Daboll insists he is running a meritocracy and that playing time goes to those who earn it, regardless of pedigree, salary or standing on the roster. Richie James, picked up from the 49ers, and Davis Sills, a former practice squad player, have received more time on the field than Golladay.

Daboll informed Golladay last week that he would not be part of the wide receiver rotation against the Panthers. Golladay said he “agreed to disagree” with Daboll when he was told of his reduced role.

Kenny Golladay
Kenny Golladay during Giants practice on Sept. 6, 2022.
Charles Wenzelberg/New York Post

“It wasn’t like there was an argument or any back and forth,” Golladay said. “I just accepted what he said.”

Is his relationship with Daboll fractured?

“I mean, it is what it is, it’s a business,” Golladay said. “I’m not here to be friends with coaches. They’re just co-workers to me.”

Daboll has maintained that Golladay handled the demotion professionally.

“That’s why it’s a little bit confusing, because everybody in this building tells me I do everything the right way and be a pro at whatever I do,” Golladay said. “So it’s a little confusing.”

Golladay stopped short of saying he would request a trade — dealing him is untenable — if his playing time does not increase.

“We’re not going to get into all that right now,” he said. “We’re going into Week 3, we’re gonna see how it goes. There’s a lot of football left.”

Based on his conversations with Daboll and seeing the game plan for Monday night’s game against the Cowboys, Golladay feels he will have more of a role.

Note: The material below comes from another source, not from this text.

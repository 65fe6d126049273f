mod sequence_classifier;
pub use sequence_classifier::{ElectraSequenceClassifier, HFElectraSequenceClassifierConfig};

“I think it’s probably gonna be a little different,” he said. “I’m preparing like I’m gonna be playing but who knows?”

This is the first speed bump for Daboll, who has turned around the Giants’ recent history of early-season losing. Kadarius Toney, another receiver considered to be a starter and key contributor, played only seven snaps in the opener. Golladay said last week was the first game in his life that he was healthy and yet was not involved in the action on the field.

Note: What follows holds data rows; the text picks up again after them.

//! Chat turns and their encoding as training samples.
use std::fs::File;
use std::io::Read;
use std::path::{Path, PathBuf};

use kochat_transformers::error::BoxedError;
use kochat_transformers::tokenizers::{HfTokenizer, TokenizerEncodeInput};
use serde::Deserialize;
use snafu::{ensure, ResultExt, Snafu};
use tracing::{info, warn};

use crate::tokens::{context_text, response_text, SpecialPieces, TokensError};

#[derive(Debug, Snafu)]
pub enum DatasetError {
    #[snafu(display("Cannot open dataset: {}", path.to_string_lossy()))]
    Open {
        path: PathBuf,
        source: std::io::Error,
    },

    #[snafu(display("Cannot read chat turn {index}"))]
    ReadTurn { index: usize, source: csv::Error },

    #[snafu(display("Cannot tokenize chat turn"))]
    Tokenize { source: BoxedError },

    #[snafu(display("Cannot look up special pieces"))]
    SpecialPieces { source: TokensError },

    #[snafu(display("Sample length must be at least 2, was {max_len}"))]
    SampleLength { max_len: usize },
}

/// A question and answer pair with the sentiment of the conversation.
#[derive(Clone, Debug, Deserialize, Eq, PartialEq)]
pub struct ChatTurn {
    #[serde(rename = "Q")]
    pub question: String,
    #[serde(rename = "A")]
    pub answer: String,
    pub label: String,
}

/// Read chat turns from a CSV file with a `Q,A,label` header.
pub fn load_turns(path: impl AsRef<Path>) -> Result<Vec<ChatTurn>, DatasetError> {
    let path = path.as_ref();
    let file = File::open(path).context(OpenSnafu { path })?;
    read_turns(file)
}

/// Read chat turns in CSV format.
pub fn read_turns(reader: impl Read) -> Result<Vec<ChatTurn>, DatasetError> {
    csv::Reader::from_reader(reader)
        .deserialize()
        .enumerate()
        .map(|(index, turn)| turn.context(ReadTurnSnafu { index }))
        .collect()
}

/// A chat turn encoded as a fixed-length training sample.
#[derive(Clone, Debug, PartialEq)]
pub struct Sample {
    /// Context pieces followed by response pieces and padding.
    pub token_ids: Vec<u32>,
    /// Piece that should be predicted at each position.
    pub labels: Vec<u32>,
    /// `1` for positions that contribute to the loss, `0` otherwise.
    pub loss_mask: Vec<f32>,
    /// Number of pieces before padding.
    pub len: usize,
}

impl Sample {
    /// Number of positions that contribute to the loss.
    pub fn n_trained(&self) -> usize {
        self.loss_mask.iter().filter(|&&mask| mask > 0.).count()
    }
}

/// Context and response pieces of a turn after truncation.
#[derive(Clone, Debug)]
pub struct EncodedTurn {
    pub context_pieces: Vec<String>,
    pub response_pieces: Vec<String>,
    pub label_pieces: Vec<String>,
    pub sample: Sample,
}

/// Encodes chat turns as training samples.
pub struct SampleEncoder<'a> {
    max_len: usize,
    special_pieces: SpecialPieces,
    tokenizer: &'a HfTokenizer,
}

impl<'a> SampleEncoder<'a> {
    /// Create an encoder for samples of `max_len` pieces.
    pub fn new(tokenizer: &'a HfTokenizer, max_len: usize) -> Result<Self, DatasetError> {
        ensure!(max_len >= 2, SampleLengthSnafu { max_len });
        let special_pieces =
            SpecialPieces::from_tokenizer(tokenizer).context(SpecialPiecesSnafu)?;
        Ok(SampleEncoder {
            max_len,
            special_pieces,
            tokenizer,
        })
    }

    fn tokenize(&self, text: String) -> Result<(Vec<u32>, Vec<String>), DatasetError> {
        let mut encoded = self
            .tokenizer
            .encode_with([TokenizerEncodeInput::RawString(text)], false, None)
            .context(TokenizeSnafu)?;
        Ok((
            encoded.ids.pop().unwrap_or_default(),
            encoded.pieces.pop().unwrap_or_default(),
        ))
    }

    /// Encode a chat turn.
    ///
    /// When the turn does not fit, the response is truncated first. If the
    /// context alone does not leave room for the response, only the last
    /// `max_len / 2` context pieces are kept.
    pub fn encode(&self, turn: &ChatTurn) -> Result<EncodedTurn, DatasetError> {
        let (mut context_ids, mut context_pieces) =
            self.tokenize(context_text(&turn.question, &turn.label))?;
        let (mut response_ids, mut response_pieces) =
            self.tokenize(response_text(&turn.answer))?;

        if context_ids.len() + response_ids.len() > self.max_len {
            if context_ids.len() >= self.max_len {
                let keep = self.max_len / 2;
                context_ids.drain(..context_ids.len() - keep);
                context_pieces.drain(..context_pieces.len() - keep);
            }
            let response_len = self.max_len - context_ids.len();
            response_ids.truncate(response_len);
            response_pieces.truncate(response_len);
        }

        let context_len = context_ids.len();
        let response_len = response_ids.len();
        let len = context_len + response_len;
        let pad = |mut ids: Vec<u32>| {
            ids.resize(self.max_len, self.special_pieces.pad);
            ids
        };

        // Position i is trained to predict piece i + 1. The last response
        // position would predict padding and is not trained.
        let n_trained = response_len.saturating_sub(1);
        let mut loss_mask = vec![0f32; self.max_len];
        loss_mask[context_len..context_len + n_trained].fill(1.);

        let labels = std::iter::repeat(self.special_pieces.mask)
            .take(context_len)
            .chain(response_ids.iter().skip(1).copied())
            .collect();

        let mut label_pieces = vec![crate::tokens::MASK.to_string(); context_len];
        label_pieces.extend(response_pieces.iter().skip(1).cloned());

        let token_ids = context_ids.into_iter().chain(response_ids).collect();

        Ok(EncodedTurn {
            context_pieces,
            response_pieces,
            label_pieces,
            sample: Sample {
                token_ids: pad(token_ids),
                labels: pad(labels),
                loss_mask,
                len,
            },
        })
    }

    /// Encode chat turns, logging the first encoded turn.
    ///
    /// Turns whose response is truncated to a single piece have no
    /// trained positions and are skipped.
    pub fn encode_all(&self, turns: &[ChatTurn]) -> Result<Vec<Sample>, DatasetError> {
        let mut samples = Vec::with_capacity(turns.len());
        for (index, turn) in turns.iter().enumerate() {
            let encoded = self.encode(turn)?;
            if index == 0 {
                info!(
                    context = %turn.question,
                    context_pieces = ?encoded.context_pieces,
                    response = %turn.answer,
                    response_pieces = ?encoded.response_pieces,
                    labels = ?encoded.label_pieces,
                    "First training sample"
                );
            }

            if encoded.sample.n_trained() == 0 {
                warn!(
                    index,
                    context_len = encoded.context_pieces.len(),
                    "Skipping chat turn without trained positions"
                );
                continue;
            }

            samples.push(encoded.sample);
        }

        Ok(samples)
    }
}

“I came here to play,” he said. “I’m pretty sure they’re also paying me to play. They want to see more I guess.

“I really don’t agree with it or like it. But I can only control what I can control, and that’s coming to work every day. If I was in the game [vs. the Panthers], I feel like everything that was done in the game I for sure could’ve done. We won at the end of the day, which is good.”